Monday, May 17, 2010

Home

This last weekend took me home to SD for my Grandpa's funeral. It wasn't totally unexpected but it was still a very hard weekend. The funeral was beautiful and was very Grandpa. So many people were there to share memories or give hugs, it was a very wonderful tribute. Every time I venture home I am amazed at the lifestyle and the people. Just sitting on a porch for 20 minutes drinking coffee on a Friday morning and not seeing another soul, is totally foreign where I now live. I am always taken aback at how many people I know in my hometown and how I can never go anywhere without running into someone I know. It is like a gift. This weekend was very hard but at the same time very renewing. My Grandpa was a "good ole boy" and his lessons will forever live in me.
So, with Grandpa in mind I came home to PA and I had a new sense of family and love, and hard work. Mike and I are still in the middle of the Minneapolis move. We have hit a couple of hurdles, like losing out on a fantastic job, and kind of being out of options for jobs for Mike. So we are committed to moving to MN, but maybe we can't be IN the city just now. Maybe Mike needs to get a great job outside of the city and get some experience and work at a great company. So we are figuring out how to bend. The most important part is that we are together. Growing up is tough. I feel like I am making decisions that will impact not only me, but Mike and our future family. It's tough, and tricky. I know that many people are going to want to give their advice and some people are just going to want to judge.
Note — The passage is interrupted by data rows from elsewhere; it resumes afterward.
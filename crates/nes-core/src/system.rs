//! NES System Integration
//!
//! The master clock: every tick advances the PPU three dots, hands a pending
//! NMI to the CPU, then gives the CPU one tick. Completed frames are passed
//! to a [`VideoSink`].

use thiserror::Error;
use tracing::error;

use crate::bus::Bus;
use crate::cartridge::{Cartridge, CartridgeError};
use crate::controller::Controller;
use crate::cpu::{Cpu, CpuError};
use crate::ppu::Ppu;

/// PPU dots per CPU tick
pub const PPU_TICKS_PER_CPU_TICK: usize = 3;

/// Receives each completed frame (256x240, 3 bytes per pixel, row-major)
pub trait VideoSink {
    fn present(&mut self, frame: &[u8]);
}

impl<F: FnMut(&[u8])> VideoSink for F {
    fn present(&mut self, frame: &[u8]) {
        self(frame)
    }
}

/// System error types
#[derive(Debug, Error)]
pub enum SystemError {
    #[error(transparent)]
    Cpu(#[from] CpuError),

    #[error(transparent)]
    Cartridge(#[from] CartridgeError),
}

/// NES System - integrates all components
#[derive(Debug, Clone)]
pub struct NesSystem {
    cpu: Cpu,
    ppu: Ppu,
    bus: Bus,
}

impl NesSystem {
    /// Create a new NES system with no cartridge
    pub fn new() -> Self {
        Self {
            cpu: Cpu::new(),
            ppu: Ppu::new(),
            bus: Bus::new(),
        }
    }

    /// Copy a cartridge onto the bus; call [`NesSystem::reset`] afterwards
    pub fn load_cartridge(&mut self, cartridge: &Cartridge) {
        self.bus.load_cartridge(cartridge);
    }

    /// Load an iNES ROM image into the system
    pub fn load_rom(&mut self, rom_data: &[u8]) -> Result<(), SystemError> {
        let cartridge = Cartridge::from_rom(rom_data)?;
        self.load_cartridge(&cartridge);
        Ok(())
    }

    /// Reset the NES system
    pub fn reset(&mut self) {
        self.cpu.reset(&mut self.bus);
        self.ppu.reset(&mut self.bus);
    }

    /// One master-clock tick
    pub fn clock(&mut self) -> Result<(), CpuError> {
        for _ in 0..PPU_TICKS_PER_CPU_TICK {
            self.ppu.step(&mut self.bus);
        }

        if self.ppu.take_nmi() {
            self.cpu.nmi(&mut self.bus);
        }

        if let Err(err) = self.cpu.step(&mut self.bus) {
            error!(%err, "processor halted");
            return Err(err);
        }
        Ok(())
    }

    /// Clock until the CPU is ready to fetch its next instruction
    pub fn step_instruction(&mut self) -> Result<(), CpuError> {
        self.clock()?;
        while !self.cpu.ready() {
            self.clock()?;
        }
        Ok(())
    }

    /// Run until the PPU completes a frame, then present it
    pub fn run_frame(&mut self, sink: &mut dyn VideoSink) -> Result<(), SystemError> {
        loop {
            self.clock()?;
            if self.ppu.take_frame_ready() {
                sink.present(self.ppu.frame());
                return Ok(());
            }
        }
    }

    /// Run for N frames
    pub fn run_frames(&mut self, frames: u64, sink: &mut dyn VideoSink) -> Result<(), SystemError> {
        for _ in 0..frames {
            self.run_frame(sink)?;
        }
        Ok(())
    }

    /// Get frame count
    pub fn frame_count(&self) -> u64 {
        self.ppu.frame_count()
    }

    /// Controller on port 1
    pub fn controller_mut(&mut self) -> &mut Controller {
        self.bus.controller_mut()
    }

    /// Get CPU reference
    pub fn cpu(&self) -> &Cpu {
        &self.cpu
    }

    /// Get mutable CPU reference
    pub fn cpu_mut(&mut self) -> &mut Cpu {
        &mut self.cpu
    }

    /// Get PPU reference
    pub fn ppu(&self) -> &Ppu {
        &self.ppu
    }

    pub fn bus(&self) -> &Bus {
        &self.bus
    }

    pub fn bus_mut(&mut self) -> &mut Bus {
        &mut self.bus
    }
}

impl Default for NesSystem {
    fn default() -> Self {
        Self::new()
    }
}

#[cfg(test)]
mod tests {
    use super::*;
    use crate::cartridge::Mirroring;

    /// 16KB program: JMP $8000 at $8000, reset vector at $8000
    fn idle_cartridge() -> Cartridge {
        let mut prg = vec![0xEA; 0x4000];
        prg[0..3].copy_from_slice(&[0x4C, 0x00, 0x80]);
        prg[0x3FFC] = 0x00;
        prg[0x3FFD] = 0x80;
        Cartridge::new(prg, vec![0; 0x2000], Mirroring::Horizontal)
    }

    #[test]
    fn test_system_reset() {
        let mut system = NesSystem::new();
        system.load_cartridge(&idle_cartridge());
        system.reset();
        assert_eq!(system.cpu().registers().pc, 0x8000);
        assert_eq!(system.ppu().scanline(), 0);
    }

    #[test]
    fn test_three_dots_per_tick() {
        let mut system = NesSystem::new();
        system.load_cartridge(&idle_cartridge());
        system.reset();
        system.clock().unwrap();
        assert_eq!(system.ppu().dot(), 3);
        assert_eq!(system.cpu().total_cycles(), 1);
    }

    #[test]
    fn test_step_instruction_skips_idle() {
        let mut system = NesSystem::new();
        system.load_cartridge(&idle_cartridge());
        system.reset();
        // Reset idle, then JMP
        system.step_instruction().unwrap();
        system.step_instruction().unwrap();
        assert_eq!(system.cpu().total_cycles(), 8 + 3);
        assert_eq!(system.cpu().registers().pc, 0x8000);
    }

    #[test]
    fn test_run_frame_presents() {
        let mut system = NesSystem::new();
        system.load_cartridge(&idle_cartridge());
        system.reset();

        let mut presented = 0;
        let mut sink = |frame: &[u8]| {
            assert_eq!(frame.len(), crate::ppu::FRAME_SIZE);
            presented += 1;
        };
        system.run_frames(2, &mut sink).unwrap();
        assert_eq!(presented, 2);
        assert_eq!(system.frame_count(), 2);
    }

    #[test]
    fn test_invalid_opcode_surfaces() {
        let mut prg = vec![0x02; 0x4000];
        prg[0x3FFC] = 0x00;
        prg[0x3FFD] = 0x80;
        let mut system = NesSystem::new();
        system.load_cartridge(&Cartridge::new(prg, Vec::new(), Mirroring::Vertical));
        system.reset();

        let err = system.run_frame(&mut |_: &[u8]| {}).unwrap_err();
        assert!(matches!(
            err,
            SystemError::Cpu(CpuError::InvalidOpcode { opcode: 0x02, .. })
        ));
    }
}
We just have to stay strong and work towards the big picture.
I wish there was a road map for all of this, and I also wish I had a genie in a bottle, OR an easy button. sheeh.

Monday, May 10, 2010

a new leaf

Last week I decided to make a huge change in my life that has been a long time coming. I decided to join weight watchers. This is not something I am totally ok announcing to everyone because I feel as if it is admitting a failure. Up until now I have failed to keep myself healthy I have failed to control food and I have failed to help myself. It took me a LONG time to get to be ok with who I am and how I look. And I believe I am truly ok with myself, and thus I feel like this is the perfect time to do it. I am doin this more me, and no one else. I can't quit this, I can't stop this I can;t give up. I want to get to my goal weight for so many reasons and none of them are to be more liked. I don't want people to think I am doing this because I don't like myself. That is not it, I want to be a healthy version of me. I want to lose about 100 pounds. I know this is not going to come easy and I know this is going to take time, and I am ok with that. I just know that a year from now I want to be a TOTALLY lighter version of myself.
I am lucky because Mike is in it with me and he is totally on the boat of let's eat better.
I guess I am just really scared of failure and I am scared of self control, which I have very little of. I need to think about this as a lifestyle change. I realize that I am not one of those women who can eat anything they like and still look the same, I hate it, but I'm not.
So needless to say I am like to start a lot of journeys at once..... I like to multi task.